Andy took a second to let that land. “Is it just us?”
The other Laura, right-hand side, lifted her hand and pressed it to the top of his. “Just us,” she echoed. Then, “At least for a while.”
He pushed the covers aside and swung his feet to the floor. The boards were walnut, worn smooth. He glanced at the wall clock: ten after eight, which made no sense unless this was a perfect copy of some real-world time. He said, “This room is cozy.”
Laura sat up, both bodies at the same time, hair falling into the exact same mess over both faces. “It’s a real house,” she said, stretching. “Not a hotel room. Not the Suite. A real house.”
She didn’t say whose, but he could see it in her eyes.
Andy said, “You’ve seen this before.”
Laura went silent. She stood and paced to the wall, hands laced at the smalls of her backs. She placed twin right hands on the surface and stayed silent for a long time, then said, “I dreamed up this house when I was a kid. I used to build it in my head every night. All the rooms, all the stairs, even the backyard.” She glanced back at him, almost shy. “I never told anyone. Not even you. Not even Emi.”
He stood and reached her by the dresser, glancing through the nearby window at the snow-covered front yard, the quiet street, the day that had not really even begun. He looked down at her, both of her, with a strange ache. He tried to picture thirteen-year-old Laura, blueprinting this house in her mind while the world she lived in fell apart outside her door. “Why this one?”
Laura shrugged, watching the yard. “It was big, but not too big. I wanted a room with a window seat, and a real bathtub, and enough space to never have to hear anyone yelling unless they wanted to be heard.” She smiled, a small, crooked thing. “I used to imagine living here as a grown-up, with you.”
He tried to speak, but nothing came out. Laura was already moving—she turned, each body taking one of his hands in both of hers. She looked at him, faces raw with hope and a little embarrassment. “I used to imagine we’d get married, and live here, and be happy.”
He squeezed her hand. “You could’ve told me.”

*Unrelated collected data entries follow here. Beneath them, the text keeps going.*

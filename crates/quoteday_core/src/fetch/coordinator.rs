//! Fetch coordinator: loading/error/result state for one quote view.
//!
//! # Invariants
//! - `begin` issues strictly increasing request ids.
//! - `complete` with anything but the latest ticket is dropped, so a slow
//!   earlier response can never overwrite a later one.

use crate::fetch::source::QuoteSource;
use crate::fetch::FetchResult;
use crate::model::quote::Quote;
use log::{debug, info, warn};

/// Category requested when the user has not picked one.
pub const DEFAULT_CATEGORY: &str = "life";

/// Proof of one issued request; hand it back to `complete`.
#[derive(Debug, Clone, Copy, PartialEq, Eq, PartialOrd, Ord, Hash)]
pub struct RequestTicket {
    id: u64,
}

impl RequestTicket {
    pub fn id(&self) -> u64 {
        self.id
    }
}

/// Presentation-facing fetch state.
#[derive(Debug, Clone, Default, PartialEq, Eq)]
pub struct FetchState {
    pub quote: Option<Quote>,
    pub is_loading: bool,
    pub error_message: Option<String>,
}

pub struct QuoteFetchCoordinator {
    state: FetchState,
    category: String,
    latest_request: u64,
}

impl Default for QuoteFetchCoordinator {
    fn default() -> Self {
        Self::new(DEFAULT_CATEGORY)
    }
}

impl QuoteFetchCoordinator {
    pub fn new(category: impl Into<String>) -> Self {
        Self {
            state: FetchState::default(),
            category: category.into(),
            latest_request: 0,
        }
    }

    pub fn state(&self) -> &FetchState {
        &self.state
    }

    pub fn category(&self) -> &str {
        &self.category
    }

    pub fn set_category(&mut self, category: impl Into<String>) {
        self.category = category.into();
    }

    /// Starts a request: clears quote and error, raises the loading flag.
    pub fn begin(&mut self) -> RequestTicket {
        self.latest_request += 1;
        self.state = FetchState {
            quote: None,
            is_loading: true,
            error_message: None,
        };
        debug!(
            "event=quote_fetch module=fetch status=start request_id={}",
            self.latest_request
        );
        RequestTicket {
            id: self.latest_request,
        }
    }

    pub fn is_current(&self, ticket: RequestTicket) -> bool {
        ticket.id == self.latest_request
    }

    /// Applies a finished request. Returns `false` when the ticket is stale
    /// and the result was dropped.
    pub fn complete(&mut self, ticket: RequestTicket, result: FetchResult<Quote>) -> bool {
        if !self.is_current(ticket) {
            warn!(
                "event=quote_fetch module=fetch status=stale request_id={} latest_request_id={}",
                ticket.id, self.latest_request
            );
            return false;
        }

        self.state.is_loading = false;
        match result {
            Ok(quote) => {
                info!(
                    "event=quote_fetch module=fetch status=ok request_id={}",
                    ticket.id
                );
                self.state.quote = Some(quote);
            }
            Err(err) => {
                warn!(
                    "event=quote_fetch module=fetch status=error request_id={} error_code={} error={}",
                    ticket.id,
                    err.code(),
                    err
                );
                self.state.error_message = Some(err.to_string());
            }
        }
        true
    }

    /// Issues one request against `source` for the current category.
    pub async fn fetch<S: QuoteSource>(&mut self, source: &S) -> bool {
        let ticket = self.begin();
        let category = self.category.clone();
        let result = source.fetch(&category).await;
        self.complete(ticket, result)
    }
}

“Would you have believed me?” she said, but there was no edge to it, just a kind of fierce love.
“Every word,” he said.
She made a face like she didn’t believe it, but he could see she wanted to. Then she stepped away from him, moving in uncanny stereo, and crossed to the large window. One of her leaned against the frame, her cheek pressed to the cold, the other folded herself into the seat and watched the street below. Andy followed, coming up behind them.
It was Warrenville. It wasn’t a copy, but the real deal: the sweep of the road, the snowbanks curled against the mailbox. Not the Twin Yews development, though. This was Saddle Ridge, he could recognize it. The houses on the block were older, solid, large and well-kept. It was the kind of place that made you think of hot cocoa in winter, of cookouts in the yard, of things that lasted.
Andy looked out with her, and through the bond he felt what she felt—the giddy, rising disbelief, and under it, a joy so brittle it would break if he touched it too hard.
He put his hands on her shoulders, both bodies, and Laura let herself lean back against him, one head resting on his collarbone, the other on the crook of his arm. She was warm, and she smelled like his favorite memory.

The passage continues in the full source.